When you reach the records, transcribe all of them exactly.

*DATA EXTRACTS*:
....

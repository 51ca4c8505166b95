//! Behavior layers: how one sub-effect looks and animates in a preview.

use serde::{Deserialize, Serialize};

use super::bounds::Bounds;
use super::kinds::MovementKind;

/// Maximum number of colours kept per layer.
pub const MAX_COLORS: usize = 16;

pub const LIFESPAN_SECONDS: Bounds = Bounds::new(0.05, 30.0, 1.0);
pub const SPAWN_INTERVAL_SECONDS: Bounds = Bounds::new(0.0, 10.0, 0.1);
pub const SIZE: Bounds = Bounds::new(0.01, 10.0, 0.25);
pub const SPEED: Bounds = Bounds::new(0.0, 10.0, 1.0);
pub const WEIGHT: Bounds = Bounds::new(-2.0, 2.0, 0.0);
pub const PREVIEW_SCALE: Bounds = Bounds::new(0.1, 5.0, 1.0);

/// Unclamped input for a [`BehaviorLayer`].
#[derive(Debug, Clone, PartialEq, Serialize, Deserialize)]
#[serde(default)]
pub struct BehaviorParams {
    pub movement: MovementKind,
    pub colors: Vec<u32>,
    pub lifespan_seconds: f32,
    pub spawn_interval_seconds: f32,
    pub size: f32,
    pub speed: f32,
    pub weight: f32,
    pub preview_scale: f32,
}

impl Default for BehaviorParams {
    fn default() -> Self {
        Self {
            movement: MovementKind::Default,
            colors: Vec::new(),
            lifespan_seconds: LIFESPAN_SECONDS.default,
            spawn_interval_seconds: SPAWN_INTERVAL_SECONDS.default,
            size: SIZE.default,
            speed: SPEED.default,
            weight: WEIGHT.default,
            preview_scale: PREVIEW_SCALE.default,
        }
    }
}

/// Preview-facing description of one logical layer.
///
/// Every numeric field is clamped on construction, so a `BehaviorLayer`
/// value is always in range.
#[derive(Debug, Clone, PartialEq, Serialize, Deserialize)]
#[serde(from = "BehaviorParams", into = "BehaviorParams")]
pub struct BehaviorLayer {
    movement: MovementKind,
    colors: Vec<u32>,
    lifespan_seconds: f32,
    spawn_interval_seconds: f32,
    size: f32,
    speed: f32,
    weight: f32,
    preview_scale: f32,
}

impl BehaviorLayer {
    pub fn new(params: BehaviorParams) -> Self {
        let mut colors = params.colors;
        colors.truncate(MAX_COLORS);
        Self {
            movement: params.movement,
            colors,
            lifespan_seconds: LIFESPAN_SECONDS.clamp(params.lifespan_seconds),
            spawn_interval_seconds: SPAWN_INTERVAL_SECONDS.clamp(params.spawn_interval_seconds),
            size: SIZE.clamp(params.size),
            speed: SPEED.clamp(params.speed),
            weight: WEIGHT.clamp(params.weight),
            preview_scale: PREVIEW_SCALE.clamp(params.preview_scale),
        }
    }

    /// Editable copy of this layer's values.
    pub fn to_params(&self) -> BehaviorParams {
        BehaviorParams {
            movement: self.movement,
            colors: self.colors.clone(),
            lifespan_seconds: self.lifespan_seconds,
            spawn_interval_seconds: self.spawn_interval_seconds,
            size: self.size,
            speed: self.speed,
            weight: self.weight,
            preview_scale: self.preview_scale,
        }
    }

    /// New layer with `edit` applied to a copy of this layer's params.
    pub fn with(&self, edit: impl FnOnce(&mut BehaviorParams)) -> Self {
        let mut params = self.to_params();
        edit(&mut params);
        Self::new(params)
    }

    pub fn movement(&self) -> MovementKind {
        self.movement
    }

    pub fn colors(&self) -> &[u32] {
        &self.colors
    }

    pub fn lifespan_seconds(&self) -> f32 {
        self.lifespan_seconds
    }

    pub fn spawn_interval_seconds(&self) -> f32 {
        self.spawn_interval_seconds
    }

    pub fn size(&self) -> f32 {
        self.size
    }

    pub fn speed(&self) -> f32 {
        self.speed
    }

    pub fn weight(&self) -> f32 {
        self.weight
    }

    pub fn preview_scale(&self) -> f32 {
        self.preview_scale
    }
}

impl Default for BehaviorLayer {
    fn default() -> Self {
        Self::new(BehaviorParams::default())
    }
}

impl From<BehaviorParams> for BehaviorLayer {
    fn from(params: BehaviorParams) -> Self {
        Self::new(params)
    }
}

impl From<BehaviorLayer> for BehaviorParams {
    fn from(layer: BehaviorLayer) -> Self {
        layer.to_params()
    }
}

....

*ANSWER*:
repository 51ca4c8505166b95
//! Behavior layers: how one sub-effect looks and animates in a preview.

use serde::{Deserialize, Serialize};

use super::bounds::Bounds;
use super::kinds::MovementKind;

/// Maximum number of colours kept per layer.
pub const MAX_COLORS: usize = 16;

pub const LIFESPAN_SECONDS: Bounds = Bounds::new(0.05, 30.0, 1.0);
pub const SPAWN_INTERVAL_SECONDS: Bounds = Bounds::new(0.0, 10.0, 0.1);
pub const SIZE: Bounds = Bounds::new(0.01, 10.0, 0.25);
pub const SPEED: Bounds = Bounds::new(0.0, 10.0, 1.0);
pub const WEIGHT: Bounds = Bounds::new(-2.0, 2.0, 0.0);
pub const PREVIEW_SCALE: Bounds = Bounds::new(0.1, 5.0, 1.0);

/// Unclamped input for a [`BehaviorLayer`].
#[derive(Debug, Clone, PartialEq, Serialize, Deserialize)]
#[serde(default)]
pub struct BehaviorParams {
    pub movement: MovementKind,
    pub colors: Vec<u32>,
    pub lifespan_seconds: f32,
    pub spawn_interval_seconds: f32,
    pub size: f32,
    pub speed: f32,
    pub weight: f32,
    pub preview_scale: f32,
}

impl Default for BehaviorParams {
    fn default() -> Self {
        Self {
            movement: MovementKind::Default,
            colors: Vec::new(),
            lifespan_seconds: LIFESPAN_SECONDS.default,
            spawn_interval_seconds: SPAWN_INTERVAL_SECONDS.default,
            size: SIZE.default,
            speed: SPEED.default,
            weight: WEIGHT.default,
            preview_scale: PREVIEW_SCALE.default,
        }
    }
}

/// Preview-facing description of one logical layer.
///
/// Every numeric field is clamped on construction, so a `BehaviorLayer`
/// value is always in range.
#[derive(Debug, Clone, PartialEq, Serialize, Deserialize)]
#[serde(from = "BehaviorParams", into = "BehaviorParams")]
pub struct BehaviorLayer {
    movement: MovementKind,
    colors: Vec<u32>,
    lifespan_seconds: f32,
    spawn_interval_seconds: f32,
    size: f32,
    speed: f32,
    weight: f32,
    preview_scale: f32,
}

impl BehaviorLayer {
    pub fn new(params: BehaviorParams) -> Self {
        let mut colors = params.colors;
        colors.truncate(MAX_COLORS);
        Self {
            movement: params.movement,
            colors,
            lifespan_seconds: LIFESPAN_SECONDS.clamp(params.lifespan_seconds),
            spawn_interval_seconds: SPAWN_INTERVAL_SECONDS.clamp(params.spawn_interval_seconds),
            size: SIZE.clamp(params.size),
            speed: SPEED.clamp(params.speed),
            weight: WEIGHT.clamp(params.weight),
            preview_scale: PREVIEW_SCALE.clamp(params.preview_scale),
        }
    }

    /// Editable copy of this layer's values.
    pub fn to_params(&self) -> BehaviorParams {
        BehaviorParams {
            movement: self.movement,
            colors: self.colors.clone(),
            lifespan_seconds: self.lifespan_seconds,
            spawn_interval_seconds: self.spawn_interval_seconds,
            size: self.size,
            speed: self.speed,
            weight: self.weight,
            preview_scale: self.preview_scale,
        }
    }

    /// New layer with `edit` applied to a copy of this layer's params.
    pub fn with(&self, edit: impl FnOnce(&mut BehaviorParams)) -> Self {
        let mut params = self.to_params();
        edit(&mut params);
        Self::new(params)
    }

    pub fn movement(&self) -> MovementKind {
        self.movement
    }

    pub fn colors(&self) -> &[u32] {
        &self.colors
    }

    pub fn lifespan_seconds(&self) -> f32 {
        self.lifespan_seconds
    }

    pub fn spawn_interval_seconds(&self) -> f32 {
        self.spawn_interval_seconds
    }

    pub fn size(&self) -> f32 {
        self.size
    }

    pub fn speed(&self) -> f32 {
        self.speed
    }

    pub fn weight(&self) -> f32 {
        self.weight
    }

    pub fn preview_scale(&self) -> f32 {
        self.preview_scale
    }
}

impl Default for BehaviorLayer {
    fn default() -> Self {
        Self::new(BehaviorParams::default())
    }
}

impl From<BehaviorParams> for BehaviorLayer {
    fn from(params: BehaviorParams) -> Self {
        Self::new(params)
    }
}

impl From<BehaviorLayer> for BehaviorParams {
    fn from(layer: BehaviorLayer) -> Self {
        layer.to_params()
    }
}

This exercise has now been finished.